Militari al WEF, via le mele marce

Il colonnello Franco Piffaretti precisa i contorni dei casi di stupefacenti e dello sparo
Gianni Righinetti
23.01.2016 06:00

DAVOS - Sul caso degli stupefacenti e dello sparo, che ha coinvolto alcuni degli oltre 600 militi impegnati a Davos il Corriere del Ticino ha sentito il capo impiego al WEF, il col Franco Piffaretti: «A scanso di equivici diciamo subito che il comandante di compagnia e quello di battaglione hanno fatto egregiamente il loro dovere. Durante la prima settimana una sezione ha dato un po' nell'occhio e c'erano dei sospetti.
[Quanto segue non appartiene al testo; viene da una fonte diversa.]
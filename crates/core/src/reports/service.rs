//! Report generation service.

use std::cmp::Ordering;
use std::collections::{BTreeMap, BTreeSet};

use misbuilder_shared::types::{AccountId, JournalId, MoveId, PartnerId, TaxId};
use rust_decimal::Decimal;
use tracing::{debug, info};

use super::types::{
    JournalLine, JournalMove, JournalReport, JournalReportRequest, JournalSection, OpenInvoiceAccount,
    OpenInvoiceLine, OpenInvoicePartner, OpenInvoiceReport, OpenInvoiceRequest, PrefixLine,
    PrefixLineBalance, TaxSummary,
};
use crate::domain::{Domain, DomainValue, Operator};
use crate::gateway::{Account, DebitCredit, GroupBy, Journal, JournalGateway, LedgerGateway, MoveLine, Tax};
use crate::mis::ReportError;

/// Service for generating financial reports.
pub struct FinancialReportService<'g, G: ?Sized> {
    gateway: &'g G,
}

impl<'g, G: LedgerGateway + ?Sized> FinancialReportService<'g, G> {
    /// Creates a service reading from `gateway`.
    #[must_use]
    pub fn new(gateway: &'g G) -> Self {
        Self { gateway }
    }

    /// Computes every line of an account prefix report.
    ///
    /// # Errors
    ///
    /// Returns `InvalidPrefixLine` for a misconfigured line, and gateway errors.
    pub fn prefix_lines(&self, lines: &[PrefixLine], filter: &Domain) -> Result<Vec<PrefixLineBalance>, ReportError> {
        lines.iter().map(|line| self.prefix_line(line, filter)).collect()
    }

    /// Sums the move lines matching `filter` over the non-view accounts
    /// whose code starts with one of the line's prefixes.
    ///
    /// # Errors
    ///
    /// Returns `InvalidPrefixLine` for a misconfigured line, and gateway errors.
    pub fn prefix_line(&self, line: &PrefixLine, filter: &Domain) -> Result<PrefixLineBalance, ReportError> {
        validate_prefix_line(line)?;
        let accounts = self.gateway.search_accounts(&prefix_filter(&line.prefixes))?;
        let totals = if accounts.is_empty() {
            DebitCredit::default()
        } else {
            let scoped = Domain::and([
                filter.clone(),
                Domain::is_in("account_id", DomainValue::ids(accounts.iter().map(|a| a.id))),
            ]);
            self.gateway
                .aggregate(&scoped, GroupBy::Nothing)?
                .get(&None)
                .copied()
                .unwrap_or_default()
        };
        debug!(line = %line.name, accounts = accounts.len(), "prefix line computed");

        Ok(PrefixLineBalance {
            name: line.name.clone(),
            account_count: accounts.len(),
            debit: totals.debit,
            credit: totals.credit,
            balance: totals.balance(),
        })
    }
}

impl<'g, G: JournalGateway + ?Sized> FinancialReportService<'g, G> {
    /// Generates a journal report.
    ///
    /// Journals of other companies are left out.
    ///
    /// # Errors
    ///
    /// Returns `InvalidDateRange` when the window is reversed, and gateway
    /// errors.
    pub fn journal_report(&self, request: &JournalReportRequest) -> Result<JournalReport, ReportError> {
        if request.date_from > request.date_to {
            return Err(ReportError::InvalidDateRange {
                start: request.date_from,
                end: request.date_to,
            });
        }

        let filter = Domain::and([
            Domain::is_in("id", DomainValue::ids(request.journal_ids.iter().copied())),
            Domain::eq("company_id", request.company_id.into_inner()),
        ]);
        let mut journals = self.gateway.list_journals(&filter)?;
        journals.sort_by(|a, b| a.name.cmp(&b.name));

        let journals = journals
            .into_iter()
            .map(|journal| self.journal_section(journal, request))
            .collect::<Result<Vec<_>, _>>()?;
        info!(
            journals = journals.len(),
            date_from = %request.date_from,
            date_to = %request.date_to,
            "journal report generated"
        );

        Ok(JournalReport {
            date_from: request.date_from,
            date_to: request.date_to,
            journals,
        })
    }

    fn journal_section(&self, journal: Journal, request: &JournalReportRequest) -> Result<JournalSection, ReportError> {
        let filter = Domain::and([
            Domain::eq("journal_id", journal.id.into_inner()),
            Domain::cond("date", Operator::Ge, request.date_from),
            Domain::cond("date", Operator::Le, request.date_to),
            request.target_move.filter(),
        ]);
        let lines = self.gateway.search_move_lines(&filter)?;

        let accounts = self.accounts_of(&lines)?;
        let tax_ids: BTreeSet<TaxId> = lines
            .iter()
            .flat_map(|l| l.tax_line_id.into_iter().chain(l.tax_ids.iter().copied()))
            .collect();
        let taxes: BTreeMap<TaxId, Tax> = if tax_ids.is_empty() {
            BTreeMap::new()
        } else {
            let ids: Vec<TaxId> = tax_ids.iter().copied().collect();
            self.gateway
                .list_taxes(&ids)?
                .into_iter()
                .map(|t| (t.id, t))
                .collect()
        };

        let mut moves: BTreeMap<(String, MoveId), Vec<JournalLine>> = BTreeMap::new();
        for line in &lines {
            moves
                .entry((line.move_name.clone(), line.move_id))
                .or_default()
                .push(journal_line(line, accounts.get(&line.account_id), &taxes));
        }
        let moves: Vec<JournalMove> = moves
            .into_iter()
            .map(|((name, move_id), mut lines)| {
                lines.sort_by(line_order);
                JournalMove { move_id, name, lines }
            })
            .collect();

        let debit: Decimal = lines.iter().map(|l| l.debit).sum();
        let credit: Decimal = lines.iter().map(|l| l.credit).sum();
        let mut summaries: Vec<TaxSummary> = taxes.values().map(|tax| tax_summary(tax, &lines)).collect();
        summaries.sort_by(|a, b| {
            (a.tax_code.is_none(), &a.tax_code).cmp(&(b.tax_code.is_none(), &b.tax_code))
        });

        Ok(JournalSection {
            journal_id: journal.id,
            code: journal.code,
            name: journal.name,
            moves,
            taxes: summaries,
            debit,
            credit,
            balance: debit - credit,
        })
    }

    /// Lists the receivable and/or payable lines of a company still open at
    /// the clearance date, by account then partner.
    ///
    /// # Errors
    ///
    /// Returns `InvalidDateRange` when the clearance date is before
    /// `at_date`, and gateway errors.
    pub fn open_invoice_report(&self, request: &OpenInvoiceRequest) -> Result<OpenInvoiceReport, ReportError> {
        let until_date = request.clearance_date();
        if until_date < request.at_date {
            return Err(ReportError::InvalidDateRange {
                start: request.at_date,
                end: until_date,
            });
        }

        let types = request.result_selection.account_types();
        let accounts: BTreeMap<AccountId, Account> = self
            .gateway
            .search_accounts(&Domain::is_in(
                "internal_type",
                DomainValue::List(types.iter().map(|t| DomainValue::from(t.as_str())).collect()),
            ))?
            .into_iter()
            .map(|a| (a.id, a))
            .collect();

        let mut lines = if accounts.is_empty() {
            Vec::new()
        } else {
            let partners = if request.partner_ids.is_empty() {
                Domain::True
            } else {
                Domain::is_in("partner_id", DomainValue::ids(request.partner_ids.iter().copied()))
            };
            let filter = Domain::and([
                Domain::eq("company_id", request.company_id.into_inner()),
                Domain::cond("date", Operator::Le, request.at_date),
                Domain::is_in("account_id", DomainValue::ids(accounts.keys().copied())),
                request.target_move.filter(),
                partners,
            ]);
            self.gateway.search_move_lines(&filter)?
        };
        lines.retain(|l| l.is_open_at(until_date));
        lines.sort_by(|a, b| (a.date, &a.move_name).cmp(&(b.date, &b.move_name)));

        let journals = self.journal_codes(&lines)?;
        let mut grouped: BTreeMap<(&str, AccountId), BTreeMap<PartnerKey, Vec<&MoveLine>>> = BTreeMap::new();
        for line in &lines {
            let Some(account) = accounts.get(&line.account_id) else {
                continue;
            };
            grouped
                .entry((account.code.as_str(), account.id))
                .or_default()
                .entry(PartnerKey::of(line))
                .or_default()
                .push(line);
        }

        let accounts: Vec<OpenInvoiceAccount> = grouped
            .into_iter()
            .filter_map(|((_, account_id), partners)| {
                let account = accounts.get(&account_id)?;
                let partners: Vec<OpenInvoicePartner> = partners
                    .into_iter()
                    .map(|(key, lines)| open_invoice_partner(key, &lines, &journals))
                    .collect();
                Some(OpenInvoiceAccount {
                    account_id,
                    name: format!("{} - {}", account.code, account.name),
                    debit: partners.iter().map(|p| p.debit).sum(),
                    credit: partners.iter().map(|p| p.credit).sum(),
                    partners,
                })
            })
            .collect();
        info!(
            accounts = accounts.len(),
            lines = lines.len(),
            at_date = %request.at_date,
            until_date = %until_date,
            "open invoice report generated"
        );

        Ok(OpenInvoiceReport {
            company_id: request.company_id,
            at_date: request.at_date,
            until_date,
            account_filters: request.result_selection.label().to_string(),
            target_move: request.target_move,
            accounts,
        })
    }

    fn journal_codes(&self, lines: &[MoveLine]) -> Result<BTreeMap<JournalId, String>, ReportError> {
        let ids: BTreeSet<JournalId> = lines.iter().map(|l| l.journal_id).collect();
        if ids.is_empty() {
            return Ok(BTreeMap::new());
        }
        Ok(self
            .gateway
            .list_journals(&Domain::is_in("id", DomainValue::ids(ids)))?
            .into_iter()
            .map(|j| (j.id, j.code))
            .collect())
    }

    fn accounts_of(&self, lines: &[MoveLine]) -> Result<BTreeMap<AccountId, Account>, ReportError> {
        let ids: BTreeSet<AccountId> = lines.iter().map(|l| l.account_id).collect();
        if ids.is_empty() {
            return Ok(BTreeMap::new());
        }
        Ok(self
            .gateway
            .search_accounts(&Domain::is_in("id", DomainValue::ids(ids)))?
            .into_iter()
            .map(|a| (a.id, a))
            .collect())
    }
}

/// Checks that a prefix line has prefixes and no duplicates.
///
/// # Errors
///
/// Returns `InvalidPrefixLine`.
pub fn validate_prefix_line(line: &PrefixLine) -> Result<(), ReportError> {
    let invalid = |reason: &str| ReportError::InvalidPrefixLine {
        name: line.name.clone(),
        reason: reason.to_string(),
    };
    if line.prefixes.is_empty() {
        return Err(invalid("at least one prefix is required"));
    }
    let mut seen = BTreeSet::new();
    for prefix in &line.prefixes {
        if prefix.is_empty() {
            return Err(invalid("prefixes must not be empty"));
        }
        if !seen.insert(prefix.as_str()) {
            return Err(invalid(&format!("prefix '{prefix}' is listed twice")));
        }
    }
    Ok(())
}

/// Account filter of a prefix set: non-view accounts whose code starts with
/// any prefix, ignoring case.
#[must_use]
pub fn prefix_filter(prefixes: &[String]) -> Domain {
    Domain::and([
        Domain::cond("kind", Operator::Ne, "view"),
        Domain::or(
            prefixes
                .iter()
                .map(|p| Domain::cond("code", Operator::ILike, format!("{p}%"))),
        ),
    ])
}

fn journal_line(line: &MoveLine, account: Option<&Account>, taxes: &BTreeMap<TaxId, Tax>) -> JournalLine {
    let label = |id: &TaxId| taxes.get(id).map(Tax::label);
    let taxes_description = match line.tax_line_id {
        Some(id) => label(&id).unwrap_or_default().to_string(),
        None => line.tax_ids.iter().filter_map(label).collect::<Vec<_>>().join(", "),
    };
    JournalLine {
        move_line_id: line.id,
        account_id: line.account_id,
        account_code: account.map(|a| a.code.clone()).unwrap_or_default(),
        account: account.map(|a| a.name.clone()).unwrap_or_default(),
        partner_id: line.partner_id,
        partner: line.partner_name.clone(),
        date: line.date,
        entry: line.move_name.clone(),
        label: line.name.clone(),
        debit: line.debit,
        credit: line.credit,
        tax_id: line.tax_line_id,
        taxes_description,
    }
}

/// Partner descending with lines without partner first, then account code
/// descending.
fn line_order(a: &JournalLine, b: &JournalLine) -> Ordering {
    let partner = match (&a.partner, &b.partner) {
        (None, None) => Ordering::Equal,
        (None, Some(_)) => Ordering::Less,
        (Some(_), None) => Ordering::Greater,
        (Some(x), Some(y)) => y.cmp(x),
    };
    partner.then_with(|| b.account_code.cmp(&a.account_code))
}

/// Partner grouping of the open invoice report: named partners by name,
/// lines without partner last.
#[derive(Debug, Clone, PartialEq, Eq, PartialOrd, Ord)]
struct PartnerKey {
    unnamed: bool,
    name: Option<String>,
    id: Option<PartnerId>,
}

impl PartnerKey {
    fn of(line: &MoveLine) -> Self {
        Self {
            unnamed: line.partner_name.is_none(),
            name: line.partner_name.clone(),
            id: line.partner_id,
        }
    }
}

fn open_invoice_partner(
    key: PartnerKey,
    lines: &[&MoveLine],
    journals: &BTreeMap<JournalId, String>,
) -> OpenInvoicePartner {
    let lines: Vec<OpenInvoiceLine> = lines
        .iter()
        .map(|line| OpenInvoiceLine {
            move_line_id: line.id,
            date: line.date,
            entry: line.move_name.clone(),
            journal: journals.get(&line.journal_id).cloned().unwrap_or_default(),
            reference: line.reference.clone(),
            label: line.name.clone(),
            reconcile: line.reconcile_name.clone(),
            due_date: line.date_maturity,
            debit: line.debit,
            credit: line.credit,
        })
        .collect();
    let debit: Decimal = lines.iter().map(|l| l.debit).sum();
    let credit: Decimal = lines.iter().map(|l| l.credit).sum();
    OpenInvoicePartner {
        partner_id: key.id,
        name: key.name,
        lines,
        debit,
        credit,
        balance: debit - credit,
    }
}

fn tax_summary(tax: &Tax, lines: &[MoveLine]) -> TaxSummary {
    let mut base = DebitCredit::default();
    let mut amount = DebitCredit::default();
    for line in lines {
        if line.tax_ids.contains(&tax.id) {
            base += DebitCredit::new(line.debit, line.credit);
        }
        if line.tax_line_id == Some(tax.id) {
            amount += DebitCredit::new(line.debit, line.credit);
        }
    }
    TaxSummary {
        tax_id: tax.id,
        tax_name: tax.name.clone(),
        tax_code: tax.description.clone(),
        base_debit: base.debit,
        base_credit: base.credit,
        base_balance: base.balance(),
        tax_debit: amount.debit,
        tax_credit: amount.credit,
        tax_balance: amount.balance(),
    }
}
I soldati in questione, al ritorno dal congedo, sono stati in modo mirato controllati ed, emerso il problema stupefacenti, espulsi. Non sono più al WEF».

Piffaretti replica così a chi, oltre San Gottardo, ha parlato di «caos» e aggiunge che «sono state tolte dal mazzo alcune mele marce». A Davos ci sono oltre 600 soldati ticinesi, un numero che porta Piffaretti a dire che «quanto emerso, purtroppo, è un po' lo specchio della società civile», mentre su eventuali controlli o selezioni preventive dagli uomini da portare in missioni importanti e delicate come il WEF precisa che «non c'è il diritto di sottomettere preventivamente i militi a controlli che rientrano nella sfera privata».

E la truppa come ha recepito quanto accaduto? «In maniera molto negativa, perché qui ci sono persone che stanno facendo correttamente il loro lavoro. Ho visitato alcuni stazionamenti e posso confermare grande serietà da chi è al fronte. Per tutte queste persone vedere che si è fatto d'ogni erba un fascio non è affatto piaciuto».

Piffaretti poi, come d'altronde già il portavoce dell'esercito, fa trasparenza anche sul colpo di fucile: «Il rischio zero non esiste, può accadere e accade anche in un esercito professionista. Tra l'altro puntualizzo che il colpo è partito in una zona atta allo scarico dell'arma. Sarebbe interessante fare una ricerca, ma sono certo che questo genere di incidenti rispetto a 20 anni fa sono notevolmente calati».